## TASK BRIEF
Collect all lines from the records below that include the word "Option".

[Dataset entries]
++++++++++

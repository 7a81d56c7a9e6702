//! 动态列表页的路由加载器（`/` 与 `/page/:page`）

use std::rc::Rc;

use kozlony_shared::{GazetteCatalog, PAGE_PARAM};

use crate::content::{ContentPayload, PageContentProvider};
use crate::error::SiteResult;
use crate::render::render_gazette_section;
use crate::request::HttpClient;
use crate::route::{Params, RouteLoader};

pub struct ListingLoader<C: HttpClient> {
    catalog: Rc<GazetteCatalog>,
    // 设置后从根文档取头部片段
    shell: Option<Rc<PageContentProvider<C>>>,
}

impl<C: HttpClient> ListingLoader<C> {
    pub fn new(catalog: Rc<GazetteCatalog>) -> Self {
        Self {
            catalog,
            shell: None,
        }
    }

    pub fn with_shell(mut self, provider: Rc<PageContentProvider<C>>) -> Self {
        self.shell = Some(provider);
        self
    }

    pub fn catalog(&self) -> &GazetteCatalog {
        &self.catalog
    }

    /// 解析 `page` 参数；缺失、非整数或小于 1 时为 1
    pub fn page_from_params(params: &Params) -> i64 {
        params
            .get(PAGE_PARAM)
            .and_then(|raw| raw.trim().parse::<i64>().ok())
            .filter(|page| *page >= 1)
            .unwrap_or(1)
    }

    pub async fn render_page(&self, page: i64) -> ContentPayload {
        let listing = self.catalog.get_page(page);
        tracing::debug!(
            requested = page,
            page = listing.current_page,
            total = listing.total_pages,
            "rendering listing page"
        );

        let body = format!(
            r#"<section class="section body"><div class="container">{}</div></section>"#,
            render_gazette_section(&listing)
        );

        let header = match &self.shell {
            Some(provider) => match provider.fetch_page_content("/").await {
                Ok(root) => root.header_content,
                // 头部取不到不影响列表本身
                Err(err) => {
                    tracing::warn!(error = %err, "listing header unavailable");
                    None
                }
            },
            None => None,
        };

        ContentPayload {
            header_content: header,
            body_content: Some(body),
        }
    }
}

#[async_trait::async_trait(?Send)]
impl<C: HttpClient> RouteLoader for ListingLoader<C> {
    async fn load(&self, params: &Params) -> SiteResult<ContentPayload> {
        Ok(self.render_page(Self::page_from_params(params)).await)
    }
}
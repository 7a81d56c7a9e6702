//! 导航菜单高亮的 DOM 绑定

use kozlony::widgets::{menu_item_state, MenuItemState, Widget, WidgetFactory, WidgetScope};
use wasm_bindgen::JsValue;
use web_sys::Element;

use crate::web::{dom, Listeners};

const MENU_ITEM_SELECTORS: &str = ".main-menu-items, .menu-item, .menu-item-mobile";

fn href_of(item: &Element) -> Option<String> {
    item.get_attribute("href")
        .or_else(|| dom::query_in(item, "a").and_then(|a| a.get_attribute("href")))
}

fn apply_state(item: &Element, state: MenuItemState) {
    let active = state == MenuItemState::Active;
    dom::toggle_class(item, "active", active);
    dom::toggle_class(item, "default", !active);
    dom::toggle_class(item, "hover", false);
    let _ = item.set_attribute("data-state", state.as_str());
}

struct NavHighlightWidget {
    listeners: Listeners,
}

impl Widget for NavHighlightWidget {
    fn destroy(&mut self) {
        self.listeners.clear();
    }
}

pub struct NavHighlightFactory;

impl WidgetFactory for NavHighlightFactory {
    fn name(&self) -> &str {
        "navigation-state"
    }

    // 当前路径随导航变化，所以每次导航后重新计算
    fn scope(&self) -> WidgetScope {
        WidgetScope::Page
    }

    fn create(&self) -> Option<Box<dyn Widget>> {
        let window = web_sys::window()?;
        let document = window.document()?;
        let items = dom::query_all(&document, MENU_ITEM_SELECTORS);
        if items.is_empty() {
            tracing::warn!("no menu items found");
            return None;
        }

        let current_path = window.location().pathname().unwrap_or_else(|_| "/".into());
        for item in &items {
            let state = href_of(item)
                .map(|href| menu_item_state(&href, &current_path))
                .unwrap_or(MenuItemState::Default);
            apply_state(item, state);
        }

        let mut listeners = Listeners::new();
        for item in &items {
            let hovered = item.clone();
            listeners.add(item, "mouseenter", move |_| {
                if !hovered.class_list().contains("active") {
                    dom::toggle_class(&hovered, "hover", true);
                }
            });

            let hovered = item.clone();
            listeners.add(item, "mouseleave", move |_| {
                dom::toggle_class(&hovered, "hover", false);
            });

            // 页内锚点：高亮并平滑滚动，其余链接交给路由器
            let Some(hash) = item.get_attribute("href").filter(|h| h.starts_with('#')) else {
                continue;
            };
            let all = items.clone();
            let clicked = item.clone();
            listeners.add(item, "click", move |e| {
                e.prevent_default();
                for other in &all {
                    apply_state(other, MenuItemState::Default);
                }
                apply_state(&clicked, MenuItemState::Active);

                if let Some(history) = web_sys::window().and_then(|w| w.history().ok()) {
                    let _ = history.push_state_with_url(&JsValue::NULL, "", Some(&hash));
                }
                if let Some(section) = dom::document()
                    .and_then(|d| d.query_selector(&hash).ok().flatten())
                {
                    section.scroll_into_view();
                }
            });
        }

        tracing::debug!(count = items.len(), "navigation state applied");
        Some(Box::new(NavHighlightWidget { listeners }))
    }
}
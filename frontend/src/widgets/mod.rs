//! 交互组件的 DOM 绑定
//!
//! 状态转换由核心库的模型完成，这里只负责事件监听与 DOM 同步。

mod calendar;
mod dropdown;
mod menu;
mod nav;
mod paginator;

pub use calendar::DatePickerFactory;
pub use dropdown::DropdownFactory;
pub use menu::MobileMenuFactory;
pub use nav::NavHighlightFactory;
pub use paginator::PaginatorFactory;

++++++++++

## SOLVED EXERCISE
    shell: Option<Rc<PageContentProvider<C>>>,
fn href_of(item: &Element) -> Option<String> {
    fn create(&self) -> Option<Box<dyn Widget>> {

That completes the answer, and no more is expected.